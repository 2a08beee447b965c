//! Network module with deferred startup lifecycle.
//!
//! Implements the deferred startup pattern: `new()` takes the shared
//! state, `start()` binds the TCP listener, and `serve()` starts
//! accepting connections. The separation lets the relay spawn its
//! background tasks between `start()` and `serve()`.

use std::future::Future;
use std::net::SocketAddr;
use std::sync::Arc;
use std::time::{Duration, Instant};

use axum::routing::get;
use axum::Router;
use tokio::net::TcpListener;
use tracing::{info, warn};

use crate::relay::Correlator;

use super::config::NetworkConfig;
use super::connection::{ClientHub, OutboundMessage};
use super::handlers::{
    health_handler, liveness_handler, readiness_handler, ws_upgrade_handler, AppState,
};
use super::middleware::build_http_layers;
use super::shutdown::ShutdownController;

/// Manages the HTTP/WebSocket server lifecycle.
///
/// 1. `new()` -- takes the hub, correlator, and shutdown controller
/// 2. `start()` -- binds the TCP listener to the configured address
/// 3. `serve()` -- accepts connections until shutdown is signalled
pub struct NetworkModule {
    config: NetworkConfig,
    listener: Option<TcpListener>,
    hub: Arc<ClientHub>,
    correlator: Arc<Correlator>,
    shutdown: Arc<ShutdownController>,
}

impl NetworkModule {
    /// Creates a network module without binding any port.
    #[must_use]
    pub fn new(
        config: NetworkConfig,
        hub: Arc<ClientHub>,
        correlator: Arc<Correlator>,
        shutdown: Arc<ShutdownController>,
    ) -> Self {
        Self {
            config,
            listener: None,
            hub,
            correlator,
            shutdown,
        }
    }

    /// Assembles the axum router with all routes and middleware.
    ///
    /// Routes:
    /// - `GET /health` -- detailed health JSON
    /// - `GET /health/live` -- liveness probe
    /// - `GET /health/ready` -- readiness probe
    /// - `GET /ws` -- WebSocket upgrade (`?role=extension|worker`)
    #[must_use]
    pub fn build_router(&self) -> Router {
        Self::router_for(
            &self.config,
            Arc::clone(&self.hub),
            Arc::clone(&self.correlator),
            Arc::clone(&self.shutdown),
        )
    }

    /// Binds the TCP listener to the configured host and port.
    ///
    /// Returns the actual bound port, which may differ from the
    /// configured port when port 0 is used (OS-assigned).
    ///
    /// # Errors
    ///
    /// Returns an error if the address cannot be bound.
    pub async fn start(&mut self) -> anyhow::Result<u16> {
        let addr = format!("{}:{}", self.config.host, self.config.port);
        let listener = TcpListener::bind(&addr).await?;
        let port = listener.local_addr()?.port();

        info!("TCP listener bound to {}:{}", self.config.host, port);

        self.listener = Some(listener);
        Ok(port)
    }

    /// Serves connections until the shutdown future resolves, then drains.
    ///
    /// After the shutdown signal:
    /// 1. Health state transitions to Draining
    /// 2. All clients receive a close frame
    /// 3. Waits up to 30 seconds for in-flight connections to finish
    ///
    /// # Errors
    ///
    /// Returns an error if the server hits a fatal I/O error.
    ///
    /// # Panics
    ///
    /// Panics if `start()` was not called before `serve()`.
    pub async fn serve(
        self,
        shutdown: impl Future<Output = ()> + Send + 'static,
    ) -> anyhow::Result<()> {
        let listener = self
            .listener
            .expect("start() must be called before serve()");
        let router = Self::router_for(
            &self.config,
            Arc::clone(&self.hub),
            Arc::clone(&self.correlator),
            Arc::clone(&self.shutdown),
        );

        // Transition to Ready so readiness probes pass.
        self.shutdown.set_ready();

        info!("serving HTTP/WS connections");
        axum::serve(
            listener,
            router.into_make_service_with_connect_info::<SocketAddr>(),
        )
        .with_graceful_shutdown(shutdown)
        .await?;

        drain_clients(self.hub, self.shutdown).await;
        Ok(())
    }

    fn router_for(
        config: &NetworkConfig,
        hub: Arc<ClientHub>,
        correlator: Arc<Correlator>,
        shutdown: Arc<ShutdownController>,
    ) -> Router {
        let state = AppState {
            hub,
            correlator,
            shutdown,
            config: Arc::new(config.clone()),
            start_time: Instant::now(),
        };

        Router::new()
            .route("/health", get(health_handler))
            .route("/health/live", get(liveness_handler))
            .route("/health/ready", get(readiness_handler))
            .route("/ws", get(ws_upgrade_handler))
            .layer(build_http_layers(config))
            .with_state(state)
    }
}

/// Drains all clients and waits for their connection tasks to finish.
async fn drain_clients(hub: Arc<ClientHub>, shutdown: Arc<ShutdownController>) {
    shutdown.trigger_shutdown();

    let handles = hub.drain_all().await;
    if !handles.is_empty() {
        info!("draining {} clients", handles.len());
        for handle in &handles {
            let _ = handle.try_send(OutboundMessage::Close(Some(
                "server shutting down".to_string(),
            )));
        }
    }

    if shutdown.wait_for_drain(Duration::from_secs(30)).await {
        info!("all clients drained");
    } else {
        warn!("drain timeout expired with connections remaining");
    }
}

#[cfg(test)]
mod tests {
    use super::*;
    use crate::network::ConnectionConfig;
    use crate::storage::MemoryStore;

    fn test_module() -> NetworkModule {
        let store = Arc::new(MemoryStore::new());
        let (hub, _inbound_rx) = ClientHub::new(ConnectionConfig::default(), store as _);
        NetworkModule::new(
            NetworkConfig::default(),
            Arc::new(hub),
            Arc::new(Correlator::new()),
            Arc::new(ShutdownController::new()),
        )
    }

    #[test]
    fn new_creates_module_without_binding() {
        let module = test_module();
        assert!(module.listener.is_none());
    }

    #[test]
    fn build_router_creates_router() {
        let module = test_module();
        let _router = module.build_router();
    }

    #[tokio::test]
    async fn start_binds_to_os_assigned_port() {
        let mut module = test_module();
        let port = module.start().await.expect("start should succeed");
        assert!(port > 0, "OS-assigned port should be > 0");
        assert!(module.listener.is_some());
    }

    #[tokio::test]
    #[should_panic(expected = "start() must be called before serve()")]
    async fn serve_panics_without_start() {
        let module = test_module();
        let _ = module.serve(std::future::pending::<()>()).await;
    }
}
-=-=-
Work instruction =
The response must repeat exactly the lines from the top of the material through the line containing "use std::future::Future;", both included, with no other output.

Completed exercise =
repository 2a08beee447b965c
//! Network module with deferred startup lifecycle.
//!
//! Implements the deferred startup pattern: `new()` takes the shared
//! state, `start()` binds the TCP listener, and `serve()` starts
//! accepting connections. The separation lets the relay spawn its
//! background tasks between `start()` and `serve()`.

use std::future::Future;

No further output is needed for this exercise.